Again, the above statements are just my opinion.
No, I will not work for your startup
It depends on what your goal is for teaching, but by your words, "I will be teaching an intro to Java and an intro to Python course", using an IDE will mask much of what could be valuable in learning, to the extent students don't even "get" some of the important underlying principles.
I've seen kids of friends who ostensibly have taken "programming" classes, and virtually all of them are IDE based curricula. And every one of these kids lacked the most basic understanding of programming. They could cobble together a simple form, but lacked skills to extend much beyond.
Sometimes it's the school/teacher's fault. I know of one example where a teacher had to teach java, and had never used java before. The kid I know who took the class constantly complained about how stupid the teacher was (he mentioned she had a "Java for Dummies" book for herself). She not only didn't know and understand java, but picked an inferior IDE (I won't start any flame wars by naming it, but it was lesser known, and lacking in features).

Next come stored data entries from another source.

//! Request policy chain.
//!
//! # Data Flow
//! ```text
//! Dispatcher (domain matched)
//!     → ip_filter          403 if the client is not admitted
//!     → security_headers   HSTS/CSP on everything below
//!     → redirect           301 to https (plaintext listener only)
//!     → access_log         one record per request
//!     → compression        gzip/deflate on the way out
//!     → caching            HIT short-circuits, MISS is captured
//!     → rate_limit         429 when the route bucket is empty
//!     → header_injection   route overrides on the outbound request
//!     → Terminal           proxy | static | 404
//! ```
//!
//! # Design Decisions
//! - Stages are trait objects in an explicit ordered list, not tower layers,
//!   so the order is visible in one place
//! - Route-specific stages skip themselves when the target is not a route
//! - Compression sits outside caching, so stored bodies are always identity-encoded

pub mod access_log;
pub mod caching;
pub mod chain;
pub mod compression;
pub mod header_injection;
pub mod ip_filter;
pub mod rate_limit;
pub mod redirect;
pub mod security_headers;

pub use chain::{Next, PolicyChain, PolicyStage, RequestContext, Terminal};

use std::sync::Arc;

use crate::cache::ResponseCache;
use crate::http::state::GatewaySettings;

/// Assemble the stages in their fixed order around a terminal handler.
pub fn build_chain(
    settings: &GatewaySettings,
    cache: Arc<ResponseCache>,
    terminal: Box<dyn Terminal>,
) -> PolicyChain {
    let mut stages: Vec<Box<dyn PolicyStage>> = vec![
        Box::new(ip_filter::IpFilterStage),
        Box::new(security_headers::SecurityHeadersStage),
        Box::new(redirect::HttpsRedirectStage::new(settings.plaintext_routing)),
        Box::new(access_log::AccessLogStage),
    ];
    if settings.compression.enabled {
        stages.push(Box::new(compression::CompressionStage::new(
            settings.compression.level,
        )));
    }
    stages.push(Box::new(caching::CachingStage::new(cache)));
    stages.push(Box::new(rate_limit::RateLimitStage));
    stages.push(Box::new(header_injection::HeaderInjectionStage));

    PolicyChain::new(stages, terminal)
}
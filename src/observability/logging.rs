//! Structured logging.
//!
//! # Responsibilities
//! - Initialize logging subsystem
//! - Pick text or JSON output from configuration
//!
//! # Design Decisions
//! - Uses tracing crate for structured logging
//! - JSON format for production, pretty format for development
//! - Log level from config, overridden by RUST_LOG

use tracing_subscriber::{layer::SubscriberExt, util::SubscriberInitExt, EnvFilter};

use crate::config::schema::{LogFormat, LoggingConfig};

/// Target used for per-request access records.
pub const ACCESS_TARGET: &str = "access";

/// Build the filter: RUST_LOG wins, then the configured level.
pub fn env_filter(config: &LoggingConfig) -> EnvFilter {
    EnvFilter::try_from_default_env().unwrap_or_else(|_| {
        EnvFilter::try_new(format!(
            "edge_gateway={level},{ACCESS_TARGET}={level},tower_http=warn",
            level = config.level
        ))
        .unwrap_or_else(|_| EnvFilter::new("info"))
    })
}

/// Install the global subscriber. Returns false when one was already set.
pub fn init_logging(config: &LoggingConfig) -> bool {
    let registry = tracing_subscriber::registry().with(env_filter(config));

    let result = match config.format {
        LogFormat::Json => registry
            .with(tracing_subscriber::fmt::layer().json().flatten_event(true))
            .try_init(),
        LogFormat::Text => registry.with(tracing_subscriber::fmt::layer()).try_init(),
    };
    result.is_ok()
}
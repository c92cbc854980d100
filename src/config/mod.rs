//! Configuration management subsystem.
//!
//! # Data Flow
//! ```text
//! gateway.toml + conf.d/*.toml
//!     → loader.rs (parse, merge domains in file-name order)
//!     → validation.rs (semantic checks, all errors at once)
//!     → GatewayConfig (validated, immutable)
//!     → routing::RoutingTable::from_config
//!
//! On reload trigger (SIGHUP, watcher.rs, POST /admin/reload):
//!     lifecycle::reload loads + validates again
//!     → new snapshot built
//!     → atomic swap; the old snapshot stays if anything fails
//! ```
//!
//! # Design Decisions
//! - Config is immutable once loaded; changes require full reload
//! - All fields have defaults to allow minimal configs
//! - Validation separates syntactic (serde) from semantic checks
//! - A broken drop-in file is skipped, a broken main file is fatal

pub mod loader;
pub mod schema;
pub mod validation;
pub mod watcher;

pub use loader::{load_config, ConfigError, ConfigSource};
pub use schema::{DomainConfig, GatewayConfig, RouteConfig};
pub use validation::{validate_config, ValidationError};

Admittedly I'm from old school, I started with a 3Gl (PL/I) as an introduction, and my second course was assembly. Things are obviously different today, but I'm glad I understand technology at the level I was required to learn it. I don't think I'd have insights for solutions today without that background.
Since you're asking for opinions: If you want students who'll come back later and thank you, try to emphasize the language and its semantics in your curriculum, and sprinkle in a little exposure to IDE late in the course (that indeed will server a useful purpose).
Good luck.
YMMV.
There's good reason for any developer to be familiar with a good IDE and with tools like vi and Emacs, but do you really want to spend valuable classroom time teaching them about editing tools instead of the language?
You probably should spend some time during one class to discuss the choices available and what your own preferences and biases are, but they'll probably have to use whatever their employer uses when they get into the workplace. Better to spend your time teaching them to be carefull and thoughtfull coders and they'll use that skill to decide what environment to code in themselves.
I'd recommend emacs. You'd be giving them a tool powerful enough to let them get work done, but not yet a tool that would remove the burden of thinking from them. They'd have to spend time learning a couple of handfuls of command key sequences, but all in the service of competently manipulating the source text, not in the service of learning how a given IDE wants to frame the software development process for them. If you wanted to help them put their code together, you could give out handouts for Jakarta Ant.. that way they'd get to directly touch and view the construction process for their programs.
Emacs and Ant are also available on all platforms your students might conceivably be using, whether it be Windows, Mac, or Linux.
- jon
Ganymede, a GPL'ed metadirectory for UNIX
Going by this logic, should we not let them use a shell, but rather force them to launch the compiler through execve calls (how one would write the launcher program itself and run it is beyond the scope of this comment).
Or should they start off coding in assembly or even machine code?
At some point, it makes sense to abstract away details so that students can understand important concepts. Now, if your assignments or understanding of the concepts you were taught required knowledge of javadoc or jar, then I agree that your teacher did not use the right tool(s) to teach these concepts, or should have modified the course so that these tools weren't needed (e.g. generate documentation in eclipse should have been all that they needed to run).
So, given this, do you still believe that an IDE abstracts away too much of the detail needed to understand OO, Algorithms, and Data Structures? If so, which needed details are left out?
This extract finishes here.